In summary, although the model of multi-turn dialog reply selection based on the pre-trained language model has been developed, the following problems still exist: first, the subtasks of the design are not efficient enough. Designing multiple subtasks for the pre-trained language model means that the pre-trained language model needs to be fine-tuned multiple times during training, which is at the cost of a large amount of time cost and computing resources, and the training cost is higher as more subtasks are used. Meanwhile, the optimization objectives of the subtasks are very different from those of the main task, and for example, the subtasks that predict their positions after the utterance is deleted may cause noise to the main task. Second, the semantic comprehension capabilities of the pre-trained language model are not fully exploited. The method only uses the [ CLS ] label representing the global information to predict in the main task, and ignores a large amount of information output at other positions except the [ CLS ]. Meanwhile, the model can understand the dialogue semantics from different angles in a plurality of auxiliary tasks and learn precious dialogue information, but the main task only uses the output of the [ CLS ] position for simple classification, and does not extract the information learned in the auxiliary tasks in a targeted manner, so that the model cannot fully utilize the important semantic information learned in the auxiliary tasks.

Disclosure of Invention

The invention aims to provide a local information perception dialogue method and system based on a pre-training language model, which are beneficial to improving the accuracy of multi-turn dialogue reply selection.

In order to achieve the purpose, the invention adopts the technical scheme that: a local information perception dialogue method based on a pre-training language model comprises the following steps:

step A: collecting multi-turn dialog texts of a specific scene, labeling the category to which each multi-turn dialog reply belongs, and constructing a training set D with positive and negative category labels;

and B: training a local information perception deep learning network model PLIP based on a pre-training language model by using a training set D, and selecting a reply corresponding to a given multi-turn conversation context;

and C: and inputting the multi-turn conversation context and the reply set into the trained local information perception deep learning network model PLIP to obtain the most appropriate reply corresponding to the multi-turn conversation context.

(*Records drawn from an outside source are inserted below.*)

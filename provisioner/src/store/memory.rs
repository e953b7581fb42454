//! In-memory deployment store

use std::sync::atomic::{AtomicBool, Ordering};
use std::sync::{RwLock, RwLockReadGuard, RwLockWriteGuard};

use async_trait::async_trait;

use super::{DeploymentStore, RecordPatch, StoreData};
use crate::errors::ClawError;
use crate::models::{DeploymentRecord, PluginConfig, SecretReference, SkillConfig};

/// Data is lost when the process exits.
#[derive(Debug, Default)]
pub struct MemoryStore {
    data: RwLock<StoreData>,
    fail_writes: AtomicBool,
}

impl MemoryStore {
    pub fn new() -> Self {
        Self::default()
    }

    /// Make every subsequent write fail with a storage error
    pub fn set_fail_writes(&self, fail: bool) {
        self.fail_writes.store(fail, Ordering::SeqCst);
    }

    fn read(&self) -> Result<RwLockReadGuard<'_, StoreData>, ClawError> {
        self.data
            .read()
            .map_err(|_| ClawError::StorageError("lock poisoned".into()))
    }

    fn write(&self) -> Result<RwLockWriteGuard<'_, StoreData>, ClawError> {
        if self.fail_writes.load(Ordering::SeqCst) {
            return Err(ClawError::StorageError("store unavailable".into()));
        }
        self.data
            .write()
            .map_err(|_| ClawError::StorageError("lock poisoned".into()))
    }
}

#[async_trait]
impl DeploymentStore for MemoryStore {
    async fn get(&self, id: &str) -> Result<Option<DeploymentRecord>, ClawError> {
        Ok(self.read()?.get(id))
    }

    async fn list(&self) -> Result<Vec<DeploymentRecord>, ClawError> {
        Ok(self.read()?.list())
    }

    async fn insert(&self, record: &DeploymentRecord) -> Result<(), ClawError> {
        self.write()?.insert(record)
    }

    async fn patch(&self, id: &str, patch: &RecordPatch) -> Result<DeploymentRecord, ClawError> {
        self.write()?.patch(id, patch)
    }

    async fn remove(&self, id: &str) -> Result<(), ClawError> {
        self.write()?.remove(id)
    }

    async fn plugin_configs(&self, id: &str) -> Result<Vec<PluginConfig>, ClawError> {
        Ok(self.read()?.plugin_configs(id))
    }

    async fn set_plugin_config(&self, config: &PluginConfig) -> Result<(), ClawError> {
        self.write()?.set_plugin_config(config)
    }

    async fn skill_configs(&self, id: &str) -> Result<Vec<SkillConfig>, ClawError> {
        Ok(self.read()?.skill_configs(id))
    }

    async fn set_skill_config(&self, config: &SkillConfig) -> Result<(), ClawError> {
        self.write()?.set_skill_config(config)
    }

    async fn secret_refs(&self, id: &str) -> Result<Vec<SecretReference>, ClawError> {
        Ok(self.read()?.secret_refs(id))
    }

    async fn put_secret_ref(&self, reference: &SecretReference) -> Result<(), ClawError> {
        self.write()?.put_secret_ref(reference)
    }
}

#[cfg(test)]
mod tests {
    use std::collections::{BTreeMap, BTreeSet};

    use chrono::Utc;

    use super::*;
    use crate::errors::ErrorKind;
    use crate::models::{Branding, DeploymentRequest, DeploymentStatus, Models};

    fn record() -> DeploymentRecord {
        DeploymentRecord::new(&DeploymentRequest {
            project_id: "acme-agents".into(),
            zone: "us-central1-a".into(),
            vm_name: "claw".into(),
            machine_type: "e2-small".into(),
            branding: Branding {
                bot_name: "Dyno".into(),
                personality: String::new(),
                system_prompt: None,
            },
            models: Models {
                primary: "m".into(),
                fallbacks: vec![],
            },
            enabled_plugins: BTreeSet::new(),
            enabled_skills: BTreeSet::new(),
            skill_crons: BTreeMap::new(),
            api_keys: BTreeMap::new(),
        })
    }

    #[tokio::test]
    async fn test_insert_patch_remove() {
        let store = MemoryStore::new();
        let rec = record();
        store.insert(&rec).await.unwrap();
        assert!(store.insert(&rec).await.is_err());

        let failed = RecordPatch {
            status: Some(DeploymentStatus::Error),
            error: Some(Some("create_vm: quota".into())),
            ..Default::default()
        };
        let patched = store.patch(&rec.id, &failed).await.unwrap();
        assert_eq!(patched.status, DeploymentStatus::Error);
        assert_eq!(patched.error.as_deref(), Some("create_vm: quota"));
        assert_eq!(patched.vm_name, rec.vm_name);
        assert!(patched.updated_at >= rec.updated_at);

        let clean = RecordPatch {
            status: Some(DeploymentStatus::Running),
            error: Some(None),
            ..Default::default()
        };
        let cleared = store.patch(&rec.id, &clean).await.unwrap();
        assert!(cleared.error.is_none());

        store
            .put_secret_ref(&SecretReference {
                deployment_id: rec.id.clone(),
                secret_name: "telegram-bot-token".into(),
                rotated_at: Utc::now(),
            })
            .await
            .unwrap();
        store.remove(&rec.id).await.unwrap();
        assert!(store.get(&rec.id).await.unwrap().is_none());
        assert!(store.secret_refs(&rec.id).await.unwrap().is_empty());
    }

    #[tokio::test]
    async fn test_configs_require_record() {
        let store = MemoryStore::new();
        let err = store
            .set_plugin_config(&PluginConfig {
                deployment_id: "missing".into(),
                plugin_id: "postiz".into(),
                enabled: true,
                updated_at: Utc::now(),
            })
            .await
            .unwrap_err();
        assert_eq!(err.kind(), ErrorKind::NotFound);
    }

    #[tokio::test]
    async fn test_fail_writes() {
        let store = MemoryStore::new();
        store.set_fail_writes(true);
        let err = store.insert(&record()).await.unwrap_err();
        assert_eq!(err.kind(), ErrorKind::Storage);
        store.set_fail_writes(false);
        assert!(store.insert(&record()).await.is_ok());
    }
}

Further, the step B specifically includes the following steps:

step B1: inputting each sample of the training set D into the deep learning network model in the form of a triplet (c, r, y), wherein c is { u ═ u₁,u₂,...,u_mDenotes a dialog context containing m utterances, with the t-th utterance in the context

Wherein l_tIs the number of words in the t-th utterance, r is a candidate reply,

l_rfor the number of words in the reply, y belongs to {0,1} as a sample label, y equals 1 to indicate that the candidate reply is a reasonable reply of the current context, and y equals 0 to indicate unreasonable;

the deep learning network model PLIP outputs an evaluation score capable of reflecting context and reply correlation degree after encoding a calculation triple, the deep learning network model learns context semantic representation combined with the context by utilizing a multi-layer attention mechanism of a pre-training language model, and simultaneously adopts a multi-task learning strategy, so that the learning of the pre-training language model on the local context of multi-round conversation is enhanced in an auxiliary task while optimizing a main task, namely a multi-round conversation reply selection task, the characterization vector understanding global information is promoted, the context and the reply correlation degree are learned, and the semantic understanding capability of the pre-training language model is fully developed;

step B2: in the auxiliary task part, a PLIP (platform learning network) model replies a prediction task by using a random sliding window to further strengthen the comprehension capability of a pre-training language model on the local context of the multi-turn conversation;

the method comprises the steps that a random sliding window replying prediction task samples dialogue context data of different initial positions in a multi-turn dialogue context to obtain dialogue segments, a pre-training language model is used for coding the dialogue segments, and the window replying is predicted, so that the pre-training language model can fully learn semantic information of local contexts;

step B3: in a multi-round dialogue reply selection task, a deep learning network model PLIP adopts a local information perception module to promote a pre-training language model to generate local semantic information, meanwhile, global information and the local semantic information are fused, rationality scores between multi-round dialogue contexts and replies are calculated, whether the current reply corresponds to the given multi-round dialogue context is evaluated, finally, according to a target loss function, the gradient of each parameter in the deep learning network model is calculated by using a back propagation method, and the parameter is updated by using a random gradient descent method;

step B4: and terminating the training of the deep learning network model when the iterative change of the loss value generated by the PLIP of the deep learning network model is smaller than a set threshold value or reaches the maximum iteration times.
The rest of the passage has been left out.